As I discussed in our launch article last week, the Shield tablet is very much the culmination of lessons learned from 2013. While the Tegra Note 7 was a decent tablet, it had to eke out a profit through hardware sales against competition that was willing to sell their tablets with no profit on hardware. Meanwhile the Shield portable was a good portable gaming device, but it was far too specialized to be anything but a gaming device. Without an established gaming ecosystem, NVIDIA struggled against established competitors.

As a result of these influences, today NVIDIA is becoming the first OEM to launch a serious gaming tablet running Android. While gaming tablets have been done before, they’ve been few and far between. Now it has always been technically possible to take a high end tablet and make it usable for gaming, but for the most part these attempts are marred by either the need for root or an application that requires extensive work on the part of the user to create proper control profiles for each game. In addition, the SoC in the tablet is often underequipped for intensive 3D gaming.

That’s where the Shield tablet comes in. With Tegra K1, a dedicated controller, 2x2 WiFi, and a huge amount of custom software, there’s definitely a lot of ground to cover. Once again, while the Shield tablet is a gaming device, it must also be a good tablet.
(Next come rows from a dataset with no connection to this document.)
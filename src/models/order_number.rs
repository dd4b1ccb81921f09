//! Invoice numbers
//!
//! An order number is `INV` followed by the order day as `YYYYMMDD` and a
//! four digit sequence within that day, e.g. `INV202405010001`. It is kept as
//! its two components and only rendered to text at the edges.

use chrono::NaiveDate;
use serde::{Deserialize, Serialize};
use std::fmt;
use std::str::FromStr;

/// Fixed prefix of every order number
pub const ORDER_NUMBER_PREFIX: &str = "INV";

/// Highest sequence a single day can reach
pub const MAX_SEQUENCE: u16 = 9999;

const DATE_FORMAT: &str = "%Y%m%d";
const DATE_WIDTH: usize = 8;
const SEQUENCE_WIDTH: usize = 4;

/// A date-scoped sequential order number
#[derive(Debug, Clone, Copy, PartialEq, Eq, PartialOrd, Ord, Hash, Serialize, Deserialize)]
#[serde(try_from = "String", into = "String")]
pub struct OrderNumber {
    date: NaiveDate,
    sequence: u16,
}

impl OrderNumber {
    /// Build an order number, checking the sequence range
    pub fn new(date: NaiveDate, sequence: u16) -> Result<Self, OrderNumberParseError> {
        if sequence == 0 || sequence > MAX_SEQUENCE {
            return Err(OrderNumberParseError::SequenceOutOfRange(sequence.into()));
        }
        Ok(Self { date, sequence })
    }

    /// The first order number of a day
    pub fn first_of(date: NaiveDate) -> Self {
        Self { date, sequence: 1 }
    }

    /// The day this number belongs to
    pub fn date(&self) -> NaiveDate {
        self.date
    }

    /// The sequence within the day
    pub fn sequence(&self) -> u16 {
        self.sequence
    }

    /// The following number on the same day, or None once the day is full
    pub fn next(&self) -> Option<Self> {
        if self.sequence >= MAX_SEQUENCE {
            return None;
        }
        Some(Self {
            date: self.date,
            sequence: self.sequence + 1,
        })
    }

    /// Text prefix shared by every order number of `date`, e.g. `INV20240501`
    pub fn prefix_for(date: NaiveDate) -> String {
        format!("{}{}", ORDER_NUMBER_PREFIX, date.format(DATE_FORMAT))
    }
}

impl fmt::Display for OrderNumber {
    fn fmt(&self, f: &mut fmt::Formatter<'_>) -> fmt::Result {
        write!(
            f,
            "{}{:0width$}",
            Self::prefix_for(self.date),
            self.sequence,
            width = SEQUENCE_WIDTH
        )
    }
}

impl FromStr for OrderNumber {
    type Err = OrderNumberParseError;

    fn from_str(s: &str) -> Result<Self, Self::Err> {
        let invalid = || OrderNumberParseError::InvalidFormat(s.to_string());

        let body = s.strip_prefix(ORDER_NUMBER_PREFIX).ok_or_else(invalid)?;
        if body.len() != DATE_WIDTH + SEQUENCE_WIDTH || !body.bytes().all(|b| b.is_ascii_digit())
        {
            return Err(invalid());
        }

        let (date_part, sequence_part) = body.split_at(DATE_WIDTH);
        let date = NaiveDate::parse_from_str(date_part, DATE_FORMAT).map_err(|_| invalid())?;
        let sequence: u16 = sequence_part.parse().map_err(|_| invalid())?;

        Self::new(date, sequence)
    }
}

impl TryFrom<String> for OrderNumber {
    type Error = OrderNumberParseError;

    fn try_from(value: String) -> Result<Self, Self::Error> {
        value.parse()
    }
}

impl From<OrderNumber> for String {
    fn from(number: OrderNumber) -> Self {
        number.to_string()
    }
}

/// Errors from parsing or building order numbers
#[derive(Debug, Clone, PartialEq, Eq)]
pub enum OrderNumberParseError {
    InvalidFormat(String),
    SequenceOutOfRange(u32),
}

impl fmt::Display for OrderNumberParseError {
    fn fmt(&self, f: &mut fmt::Formatter<'_>) -> fmt::Result {
        match self {
            Self::InvalidFormat(s) => write!(f, "Invalid order number: {}", s),
            Self::SequenceOutOfRange(n) => write!(
                f,
                "Order number sequence {} is outside 1..={}",
                n, MAX_SEQUENCE
            ),
        }
    }
}

impl std::error::Error for OrderNumberParseError {}
//! Money type for representing prices and totals
//!
//! Internally stores amounts in cents (i64) to avoid floating-point precision
//! issues. Provides safe arithmetic operations and formatting.

use serde::{Deserialize, Serialize};
use std::fmt;
use std::ops::{Add, AddAssign, Sub};

/// Represents a monetary amount stored as cents (hundredths of the currency unit)
#[derive(Debug, Clone, Copy, PartialEq, Eq, PartialOrd, Ord, Hash, Serialize, Deserialize)]
#[serde(transparent)]
pub struct Money(i64);

impl Money {
    /// Create a Money amount from cents
    ///
    /// # Examples
    /// ```
    /// use orderdesk::models::Money;
    /// let amount = Money::from_cents(1050); // 10.50
    /// assert_eq!(amount.to_string(), "10.50");
    /// ```
    pub const fn from_cents(cents: i64) -> Self {
        Self(cents)
    }

    /// Create a Money amount from whole units and cents
    pub const fn from_units_cents(units: i64, cents: i64) -> Self {
        Self(units * 100 + cents)
    }

    /// Create a Money amount from a decimal value.
    ///
    /// The value is rounded from its shortest decimal form, the same way
    /// [`Money::parse`] rounds text, so `1.005` gives 1.01.
    pub fn from_decimal(value: f64) -> Result<Self, MoneyParseError> {
        if !value.is_finite() {
            return Err(MoneyParseError::OutOfRange(value.to_string()));
        }
        Self::parse(&value.to_string())
    }

    /// Create a zero Money amount
    pub const fn zero() -> Self {
        Self(0)
    }

    /// Get the amount in cents
    pub const fn cents(&self) -> i64 {
        self.0
    }

    /// Get the whole units portion (truncated toward zero)
    pub const fn units(&self) -> i64 {
        self.0 / 100
    }

    /// Get the cents portion (0-99)
    pub const fn cents_part(&self) -> i64 {
        (self.0 % 100).abs()
    }

    /// Check if the amount is zero
    pub const fn is_zero(&self) -> bool {
        self.0 == 0
    }

    /// Check if the amount is negative
    pub const fn is_negative(&self) -> bool {
        self.0 < 0
    }

    /// The amount as a decimal number, for spreadsheet cells
    pub fn to_decimal(&self) -> f64 {
        self.0 as f64 / 100.0
    }

    /// Multiply by a quantity, returning None on overflow
    pub fn checked_times(&self, qty: u32) -> Option<Self> {
        self.0.checked_mul(i64::from(qty)).map(Self)
    }

    /// Add two amounts, returning None on overflow
    pub fn checked_add(&self, other: Self) -> Option<Self> {
        self.0.checked_add(other.0).map(Self)
    }

    /// Parse a money amount from a string
    ///
    /// Accepts formats: "10.50", "-10.50", "10", "10.5". Digits beyond the
    /// second decimal place round half away from zero.
    pub fn parse(s: &str) -> Result<Self, MoneyParseError> {
        let s = s.trim();

        let (negative, s) = if let Some(stripped) = s.strip_prefix('-') {
            (true, stripped)
        } else {
            (false, s)
        };

        let invalid = || MoneyParseError::InvalidFormat(s.to_string());

        let (units_str, fraction) = match s.split_once('.') {
            Some((units, fraction)) => (units, fraction),
            None => (s, ""),
        };

        if units_str.is_empty() && fraction.is_empty() {
            return Err(invalid());
        }
        let all_digits = |part: &str| part.chars().all(|c| c.is_ascii_digit());
        if !all_digits(units_str) || !all_digits(fraction) {
            return Err(invalid());
        }

        let units: i64 = if units_str.is_empty() {
            0
        } else {
            units_str
                .parse()
                .map_err(|_| MoneyParseError::OutOfRange(s.to_string()))?
        };

        let mut digits = fraction.bytes().map(|b| i64::from(b - b'0'));
        let tens = digits.next().unwrap_or(0);
        let ones = digits.next().unwrap_or(0);
        let round_up = digits.next().map_or(false, |d| d >= 5);

        let cents = units
            .checked_mul(100)
            .and_then(|c| c.checked_add(tens * 10 + ones + i64::from(round_up)))
            .ok_or_else(|| MoneyParseError::OutOfRange(s.to_string()))?;

        Ok(Self(if negative { -cents } else { cents }))
    }
}

impl Default for Money {
    fn default() -> Self {
        Self::zero()
    }
}

impl fmt::Display for Money {
    fn fmt(&self, f: &mut fmt::Formatter<'_>) -> fmt::Result {
        if self.is_negative() {
            write!(f, "-{}.{:02}", self.units().abs(), self.cents_part())
        } else {
            write!(f, "{}.{:02}", self.units(), self.cents_part())
        }
    }
}

impl Add for Money {
    type Output = Self;

    fn add(self, other: Self) -> Self {
        Self(self.0 + other.0)
    }
}

impl AddAssign for Money {
    fn add_assign(&mut self, other: Self) {
        self.0 += other.0;
    }
}

impl Sub for Money {
    type Output = Self;

    fn sub(self, other: Self) -> Self {
        Self(self.0 - other.0)
    }
}

impl std::iter::Sum for Money {
    fn sum<I: Iterator<Item = Self>>(iter: I) -> Self {
        iter.fold(Money::zero(), |acc, m| acc + m)
    }
}

/// Serde helpers for amounts written as decimals (`10.5` or `"10.50"`)
/// rather than raw cents.
pub mod decimal {
    use super::Money;
    use serde::{de, Deserialize, Deserializer, Serializer};

    #[derive(Deserialize)]
    #[serde(untagged)]
    enum RawAmount {
        Number(f64),
        Text(String),
    }

    pub fn deserialize<'de, D>(deserializer: D) -> Result<Money, D::Error>
    where
        D: Deserializer<'de>,
    {
        match RawAmount::deserialize(deserializer)? {
            RawAmount::Number(value) => Money::from_decimal(value).map_err(de::Error::custom),
            RawAmount::Text(text) => Money::parse(&text).map_err(de::Error::custom),
        }
    }

    pub fn serialize<S>(amount: &Money, serializer: S) -> Result<S::Ok, S::Error>
    where
        S: Serializer,
    {
        serializer.serialize_f64(amount.to_decimal())
    }
}

/// Error type for money parsing
#[derive(Debug, Clone, PartialEq, Eq)]
pub enum MoneyParseError {
    InvalidFormat(String),
    OutOfRange(String),
}

impl fmt::Display for MoneyParseError {
    fn fmt(&self, f: &mut fmt::Formatter<'_>) -> fmt::Result {
        match self {
            MoneyParseError::InvalidFormat(s) => write!(f, "Invalid money format: {}", s),
            MoneyParseError::OutOfRange(s) => write!(f, "Money amount out of range: {}", s),
        }
    }
}

impl std::error::Error for MoneyParseError {}
//! File I/O utilities with atomic writes
//!
//! Provides safe file operations that won't corrupt data on failure.

use std::ffi::OsString;
use std::fs::{self, File};
use std::io::{BufReader, BufWriter, Write};
use std::path::{Path, PathBuf};

use serde::{de::DeserializeOwned, Serialize};

use crate::error::OrderError;

/// Read JSON from a file, returning a default value if file doesn't exist
pub fn read_json<T, P>(path: P) -> Result<T, OrderError>
where
    T: DeserializeOwned + Default,
    P: AsRef<Path>,
{
    let path = path.as_ref();

    if !path.exists() {
        return Ok(T::default());
    }

    let file = File::open(path)
        .map_err(|e| OrderError::Storage(format!("Failed to open {}: {}", path.display(), e)))?;

    let reader = BufReader::new(file);
    serde_json::from_reader(reader)
        .map_err(|e| OrderError::Storage(format!("Failed to parse {}: {}", path.display(), e)))
}

/// Write JSON to a file atomically (write to temp, then rename)
pub fn write_json_atomic<T, P>(path: P, data: &T) -> Result<(), OrderError>
where
    T: Serialize,
    P: AsRef<Path>,
{
    write_atomic(path.as_ref(), |writer| {
        serde_json::to_writer_pretty(writer, data)
            .map_err(|e| OrderError::Storage(format!("Failed to serialize data: {}", e)))
    })
}

/// Write raw bytes to a file atomically
pub fn write_bytes_atomic<P: AsRef<Path>>(path: P, bytes: &[u8]) -> Result<(), OrderError> {
    write_atomic(path.as_ref(), |writer| {
        writer
            .write_all(bytes)
            .map_err(|e| OrderError::Storage(format!("Failed to write data: {}", e)))
    })
}

/// Temp file next to `path`, e.g. `orders.json` -> `orders.json.tmp`
fn temp_path_for(path: &Path) -> PathBuf {
    let mut name = path
        .file_name()
        .map(|n| n.to_os_string())
        .unwrap_or_else(|| OsString::from("data"));
    name.push(".tmp");
    path.with_file_name(name)
}

/// The file is either completely written or not modified at all.
fn write_atomic<F>(path: &Path, write: F) -> Result<(), OrderError>
where
    F: FnOnce(&mut BufWriter<File>) -> Result<(), OrderError>,
{
    write_path_atomic(path, |temp_path| {
        let file = File::create(temp_path)
            .map_err(|e| OrderError::Storage(format!("Failed to create temp file: {}", e)))?;

        let mut writer = BufWriter::new(file);
        write(&mut writer)?;
        writer
            .flush()
            .map_err(|e| OrderError::Storage(format!("Failed to flush data: {}", e)))
    })
}

/// Atomic write for producers that open the file themselves, such as a
/// workbook saved straight to disk. `write` must create the file at the
/// path it is given.
pub fn write_path_atomic<P, F>(path: P, write: F) -> Result<(), OrderError>
where
    P: AsRef<Path>,
    F: FnOnce(&Path) -> Result<(), OrderError>,
{
    let path = path.as_ref();
    if let Some(parent) = path.parent() {
        fs::create_dir_all(parent).map_err(|e| {
            OrderError::Storage(format!(
                "Failed to create directory {}: {}",
                parent.display(),
                e
            ))
        })?;
    }

    // Same directory, so the rename stays on one filesystem
    let temp_path = temp_path_for(path);

    let written = write(&temp_path).and_then(|()| {
        File::open(&temp_path)
            .and_then(|file| file.sync_all())
            .map_err(|e| OrderError::Storage(format!("Failed to sync data: {}", e)))
    });
    if let Err(e) = written {
        let _ = fs::remove_file(&temp_path);
        return Err(e);
    }

    fs::rename(&temp_path, path).map_err(|e| {
        let _ = fs::remove_file(&temp_path);
        OrderError::Storage(format!("Failed to rename temp file: {}", e))
    })?;

    Ok(())
}

#[cfg(test)]
mod tests {
    use super::*;
    use serde::{Deserialize, Serialize};
    use tempfile::TempDir;

    #[derive(Debug, Clone, PartialEq, Serialize, Deserialize, Default)]
    struct TestData {
        name: String,
        value: i32,
    }

    #[test]
    fn test_read_nonexistent_returns_default() {
        let temp_dir = TempDir::new().unwrap();
        let path = temp_dir.path().join("nonexistent.json");

        let data: TestData = read_json(&path).unwrap();
        assert_eq!(data, TestData::default());
    }

    #[test]
    fn test_write_and_read() {
        let temp_dir = TempDir::new().unwrap();
        let path = temp_dir.path().join("test.json");

        let data = TestData {
            name: "test".to_string(),
            value: 42,
        };

        write_json_atomic(&path, &data).unwrap();
        let loaded: TestData = read_json(&path).unwrap();
        assert_eq!(data, loaded);
    }

    #[test]
    fn test_atomic_write_no_temp_file_left() {
        let temp_dir = TempDir::new().unwrap();
        let path = temp_dir.path().join("report.xlsx");

        write_bytes_atomic(&path, b"PK\x03\x04").unwrap();

        assert_eq!(fs::read(&path).unwrap(), b"PK\x03\x04");
        assert!(!temp_dir.path().join("report.xlsx.tmp").exists());
    }

    #[test]
    fn test_failed_path_write_leaves_nothing() {
        let temp_dir = TempDir::new().unwrap();
        let path = temp_dir.path().join("report.xlsx");
        fs::write(&path, b"previous").unwrap();

        let result = write_path_atomic(&path, |temp_path| {
            fs::write(temp_path, b"half").unwrap();
            Err(OrderError::Export("writer failed".into()))
        });

        assert!(result.is_err());
        assert_eq!(fs::read(&path).unwrap(), b"previous");
        assert!(!temp_dir.path().join("report.xlsx.tmp").exists());
    }

    #[test]
    fn test_write_creates_parent_directories() {
        let temp_dir = TempDir::new().unwrap();
        let path = temp_dir.path().join("nested").join("dir").join("test.json");

        write_json_atomic(&path, &TestData::default()).unwrap();
        assert!(path.exists());
    }

    #[test]
    fn test_read_corrupt_file_is_storage_error() {
        let temp_dir = TempDir::new().unwrap();
        let path = temp_dir.path().join("bad.json");
        fs::write(&path, "not json at all").unwrap();

        let result: Result<TestData, _> = read_json(&path);
        assert!(matches!(result, Err(OrderError::Storage(_))));
    }
}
To that end, NVIDIA has tried to differentiate this tablet with DirectStylus 2 and dual front facing speakers/bass reflex ports. I’ve included a table of specifications below to give a general idea of what the tablet is like.

  NVIDIA Shield Tablet
SoC Tegra K1 (2.2 GHz 4x Cortex A15r3, Kepler 1 SMX GPU)
RAM/NAND 2 GB DDR3L-1866, 16/32GB NAND + microSD
Display 8” 1920x1200 IPS LCD
Network N/A or 2G / 3G / 4G LTE (NVIDIA Icera i500 UE Category 3/4 LTE)
Dimensions 221 x 126 x 9.2mm, 390 grams
Camera 5MP rear camera, 1.4 µm pixels, 1/4" CMOS size. 5MP FFC
Battery 5197 mAh, 3.8V chemistry (19.75 Whr)
OS Android 4.4.2
Connectivity 2x2 802.11a/b/g/n + BT 4.0, USB2.0, GPS/GLONASS, mini HDMI 1.4a
SIM Size None or MicroSIM
Price $299 or $399 (16GB/WiFi or 32GB/LTE) + $59 (optional controller)

Hardware

Outside of the basic specs, the tablet itself has a much more subtle industrial and material design. While the large speaker grilles are maintained from the Tegra Note 7, the dimpled look and feel is gone. Instead, the finish is very much reminiscent of the Nexus 5. The feel isn’t quite rubbery the way soft touch finishes tend to be. Instead, it feels more like a high grain matte polycarbonate. Along the sides, there’s a noticeable chamfered edge where the back cover meets the display, although in practice this mostly affects aesthetics rather than in hand feel. The flip cover that is designed for the device is almost identical to the one in the Tegra Note 7, and folds up similarly. As with the Tegra Note 7, there are two angles that the flip cover can take. Overall, the aesthetic is much more subtle than the Tegra Note 7, and looks quite similar to the Nexus 7 (2013).

While it’s important for the tablet portion of the device to have decent material and industrial design, ergonomics and material design are critical for the controller. While the Shield portable had great ergonomics, it was heavy because the entire device had to fit in the controller. With Shield Tablet, that’s no longer the case. The result is that the controller is significantly lighter. While it still has some heft to it, I no longer feel the need to rest my hands against a table after significant playtime.

The controller itself is just as good as the one on the Shield Portable. The buttons, triggers, bumpers, and joysticks are all very close in feel. The one big difference are the tablet/Android controls. Instead of physical buttons, they’ve replaced the physical buttons with capacitive ones. The volume controls have also been moved down to the bottom of the controller and changed from a single button that triggers on-display volume controls to a rocker that allows direct manipulation of volume. Just above the volume rocker is a clickpad, which can be used to move a cursor through the UI. While this option exists, it’s a bit unpolished as the sensitivity isn’t tuned quite right to quickly navigate through the tablet.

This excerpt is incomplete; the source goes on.